Major Ubuntu Security Warning

riven · 13 Mar 2006 at 09:32

From slashdot:

"An extremely critical bug and security threat was discovered in Ubuntu Breezy
Badger 5.10 earlier today by a visitor on the Ubuntu Forums that allows anyone to read the root password simply by opening an installer log file. Apparently the installer fails to clean its log files and leaves them readable to all users. The bug has been fixed, and only affects The 5.10 Breezy Badger release. Ubuntu users, be sure to get the patch right away."

Solution
http://www.ubuntu.com/usn/usn-262-1

Hades · 13 Mar 2006 at 17:48

NIce one. Thanks for the heads-up.

dirtydog · 14 Mar 2006 at 07:23

That's a pretty nasty bug :eek:

It makes you wonder what other gaping holes in security they've left.

zetec452 · 14 Mar 2006 at 18:10

Just imagine if something like this happened to Microsoft.

riven · 14 Mar 2006 at 19:49

JonRohan said:
Just imagine if something like this happened to Microsoft.

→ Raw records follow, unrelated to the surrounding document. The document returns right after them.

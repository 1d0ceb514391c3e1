//! CLI integration tests.
//!
//! Runs each command against template, section and script files written to a
//! temporary directory.

use std::path::PathBuf;

use remix_cli::{
    run_compose, run_edit, run_generate, run_merge, ComposeConfig, EditConfig, GenerateConfig,
    MergeConfig, MergeOutput, RenderInputs,
};
use remix_core::GenerateOptions;
use serde_json::Value;
use tempfile::TempDir;

const SECTIONS: &str = r#"[
  {"id": "hero-a", "category": "hero", "markup": "<h1>{{headline}}</h1>", "variableKeys": ["headline"], "tags": [], "defaults": {"headline": "UNLEASH"}},
  {"id": "hero-b", "category": "hero", "markup": "<h1 class=\"b\">{{headline}}</h1>", "variableKeys": ["headline"], "tags": []},
  {"id": "hero-c", "category": "hero", "markup": "<h1 class=\"c\">{{headline}}</h1>", "variableKeys": ["headline"], "tags": []},
  {"id": "cta-a", "category": "cta", "markup": "<a>{{label}}</a>", "style": "a { color: var(--brand-accent); }", "variableKeys": ["label"], "tags": [], "defaults": {"label": "Go"}}
]"#;

const TEMPLATES: &str = r#"[
  {"id": "t1", "name": "Stack", "sectionComposition": ["hero-a"]},
  {"id": "promo", "name": "Promo", "sectionComposition": ["hero-a", "ghost", "cta-a"], "platform": "instagram"}
]"#;

struct Fixture {
    dir: TempDir,
}

impl Fixture {
    fn new() -> Self {
        Self {
            dir: tempfile::tempdir().expect("tempdir"),
        }
    }

    fn file(&self, name: &str, contents: &str) -> PathBuf {
        let path = self.dir.path().join(name);
        std::fs::write(&path, contents).expect("write fixture");
        path
    }
}

// ============================================================================
// generate / compose
// ============================================================================

#[test]
fn test_generate_single_template_scenario() {
    let fx = Fixture::new();
    let config = GenerateConfig {
        templates: fx.file("templates.json", r#"[{"id":"t1","name":"Stack","sectionComposition":["hero-a"]}]"#),
        sections: fx.file("sections.json", SECTIONS),
        options: GenerateOptions::new(1, 1),
    };

    let out: Value = serde_json::from_str(&run_generate(&config).expect("generate")).expect("json");
    assert_eq!(out[0]["id"], "t1-v1-0");
    assert_eq!(out[0]["name"], "Stack A");
    assert_eq!(out[0]["sectionComposition"], serde_json::json!(["hero-b"]));
    assert_eq!(out[0]["isVariation"], true);
    assert_eq!(out[0]["semanticTags"], serde_json::json!(["remix"]));
}

#[test]
fn test_generate_is_repeatable() {
    let fx = Fixture::new();
    let config = GenerateConfig {
        templates: fx.file("templates.json", TEMPLATES),
        sections: fx.file("sections.json", SECTIONS),
        options: GenerateOptions::new(9, 6),
    };
    let first = run_generate(&config).expect("generate");
    assert_eq!(first, run_generate(&config).expect("generate"));
}

#[test]
fn test_generate_reports_missing_file() {
    let fx = Fixture::new();
    let config = GenerateConfig {
        templates: fx.dir.path().join("missing.json"),
        sections: fx.file("sections.json", SECTIONS),
        options: GenerateOptions::new(1, 1),
    };
    let err = run_generate(&config).expect_err("missing file");
    assert!(format!("{err:#}").contains("missing.json"));
}

#[test]
fn test_compose_and_render() {
    let fx = Fixture::new();
    let mut config = ComposeConfig {
        templates: fx.file("templates.json", TEMPLATES),
        sections: fx.file("sections.json", SECTIONS),
        template_id: "promo".into(),
        render: None,
    };

    let composed: Value = serde_json::from_str(&run_compose(&config).expect("compose")).expect("json");
    assert_eq!(composed["sections"], serde_json::json!(["hero-a", "cta-a"]));
    assert_eq!(composed["markup"], "<h1>{{headline}}</h1>\n<a>{{label}}</a>");

    config.render = Some(RenderInputs {
        variables: Some(fx.file("vars.json", r#"{"headline": "Spring Sale"}"#)),
        brand: Some(fx.file("brand.json", r##"{"brandColors": ["#ff6600"]}"##)),
    });
    let rendered: Value = serde_json::from_str(&run_compose(&config).expect("render")).expect("json");
    assert_eq!(rendered["markup"], "<h1>Spring Sale</h1>\n<a>Go</a>");
    let style = rendered["style"].as_str().expect("style");
    assert!(style.contains("--brand-primary: #ff6600;"));
    assert!(style.ends_with("a { color: var(--brand-accent); }"));
}

#[test]
fn test_compose_unknown_template() {
    let fx = Fixture::new();
    let config = ComposeConfig {
        templates: fx.file("templates.json", TEMPLATES),
        sections: fx.file("sections.json", SECTIONS),
        template_id: "nope".into(),
        render: None,
    };
    let err = run_compose(&config).expect_err("unknown template");
    assert!(err.to_string().contains("Template not found: nope"));
}

// ============================================================================
// merge
// ============================================================================

#[test]
fn test_merge_json_and_document() {
    let fx = Fixture::new();
    let mut config = MergeConfig {
        markup: fx.file("page.html", "<h1>{{title}}</h1><p>{{body}}</p>"),
        style: None,
        inputs: RenderInputs {
            variables: Some(fx.file("vars.json", r#"{"title": "Hi"}"#)),
            brand: None,
        },
        output: MergeOutput::Json,
    };

    let out: Value = serde_json::from_str(&run_merge(&config).expect("merge")).expect("json");
    assert_eq!(out["markup"], "<h1>Hi</h1><p></p>");
    assert_eq!(out["style"], "");

    config.output = MergeOutput::Document;
    let page = run_merge(&config).expect("merge");
    assert!(page.starts_with("<!DOCTYPE html>"));
    assert!(page.contains("<h1>Hi</h1><p></p>"));
    assert!(!page.contains("data-editor-hover"));

    config.output = MergeOutput::EditorDocument;
    assert!(run_merge(&config).expect("merge").contains("[data-editor-hover]"));
}

#[test]
fn test_merge_bad_variables_file() {
    let fx = Fixture::new();
    let config = MergeConfig {
        markup: fx.file("page.html", "{{x}}"),
        style: Some(fx.file("page.css", "")),
        inputs: RenderInputs {
            variables: Some(fx.file("vars.json", "[1, 2]")),
            brand: None,
        },
        output: MergeOutput::Json,
    };
    let err = run_merge(&config).expect_err("not an object");
    assert!(format!("{err:#}").contains("vars.json"));
}

// ============================================================================
// edit
// ============================================================================

#[tokio::test]
async fn test_edit_script_replay() {
    let fx = Fixture::new();
    let config = EditConfig {
        markup: fx.file(
            "page.html",
            r#"<h1 data-editor-id="el-abc123">Old</h1><p>Body</p>"#,
        ),
        script: fx.file(
            "script.jsonl",
            r#"# edit the headline, then select the paragraph
{"type": "UPDATE_CONTENT", "payload": {"id": "el-abc123", "content": "<b>New</b>"}}
{"type": "GET_HTML", "payload": {}}
{"pointer": "click", "path": [1]}
{"pointer": "click", "path": [9]}
{"type": "NOT_A_MESSAGE"}
{"pointer": "click"}
"#,
        ),
    };

    let lines = run_edit(&config).await.expect("replay");
    assert_eq!(lines.len(), 3);

    let html: Value = serde_json::from_str(&lines[0]).expect("json");
    assert_eq!(html["type"], "HTML_RESPONSE");
    assert_eq!(
        html["payload"]["html"],
        r#"<h1 data-editor-id="el-abc123"><b>New</b></h1><p>Body</p>"#
    );

    let selected: Value = serde_json::from_str(&lines[1]).expect("json");
    assert_eq!(selected["type"], "ELEMENT_SELECTED");
    assert_eq!(selected["payload"]["tagName"], "P");
    assert_eq!(selected["payload"]["content"], "Body");

    assert_eq!(lines[2], r#"{"type":"SELECTION_CLEARED"}"#);
}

You mean like on windows where everyone has a root account by default :rolleyes:

zetec452 · 14 Mar 2006 at 19:55

riven said:
You mean like on windows where everyone has a root account by default

Im was coming more from the angle of a critical issue not the way accounts are created etc.

Im not slating linux or anything as it is an amazing OS. Just merely stating a moot point which is rather off topic. :S

riven · 14 Mar 2006 at 21:29

Yeah, it is a bit myth that linux doesn't have lots of vulnerabilities discovered, buts look at all the GLSA entries in a week. But the difference is most of them are fixed very quickly. Although there are still many things overlooked. Eg. gentoo contains no sane ulimits. This means a forkbomb (that can be written in one line of code) can bring a gentoo system down if the user hasn't set any ulimits. Of course then gentoo creators arn't willing to include ulimits by default, as most gentoo users wouldn't like this, as gentoo is about choice and setting your own config.

dirtydog · 15 Mar 2006 at 09:34

riven said:
You mean like on windows where everyone has a root account by default

Even Windows doesn't leave the password in a plain text file on the hard drive. You must admit that if Microsoft had done that, the Linux nerds on slashdot and so on would be wetting themselves with glee

Borris · 15 Mar 2006 at 11:37

dirtydog said:
Even Windows doesn't leave the password in a plain text file on the hard drive. You must admit that if Microsoft had done that, the Linux nerds on slashdot and so on would be wetting themselves with glee

My guess is that plenty of 'Doze users save the admin password in plain text by default though, in password.txt

mortals · 15 Mar 2006 at 16:39

loads of windows users have a admin user setup for autologin with no password at all :confused:

because it's the default way that the install sets up the accounts.

too many things left open in windows, discover vulnerability and leave it for a few months or more.

but lets not go on about how much better linux is to windows, especially on a default install

Caged · 15 Mar 2006 at 16:56

mortals said:
loads of windows users have a admin user setup for autologin with no password at all because it's the default way that the install sets up the accounts.

Because that's the way the majority of home users want it set up.

zetec452 · 15 Mar 2006 at 21:45

dirtydog said:
Even Windows doesn't leave the password in a plain text file on the hard drive. You must admit that if Microsoft had done that, the Linux nerds on slashdot and so on would be wetting themselves with glee

Thanks kind of what I was getting at.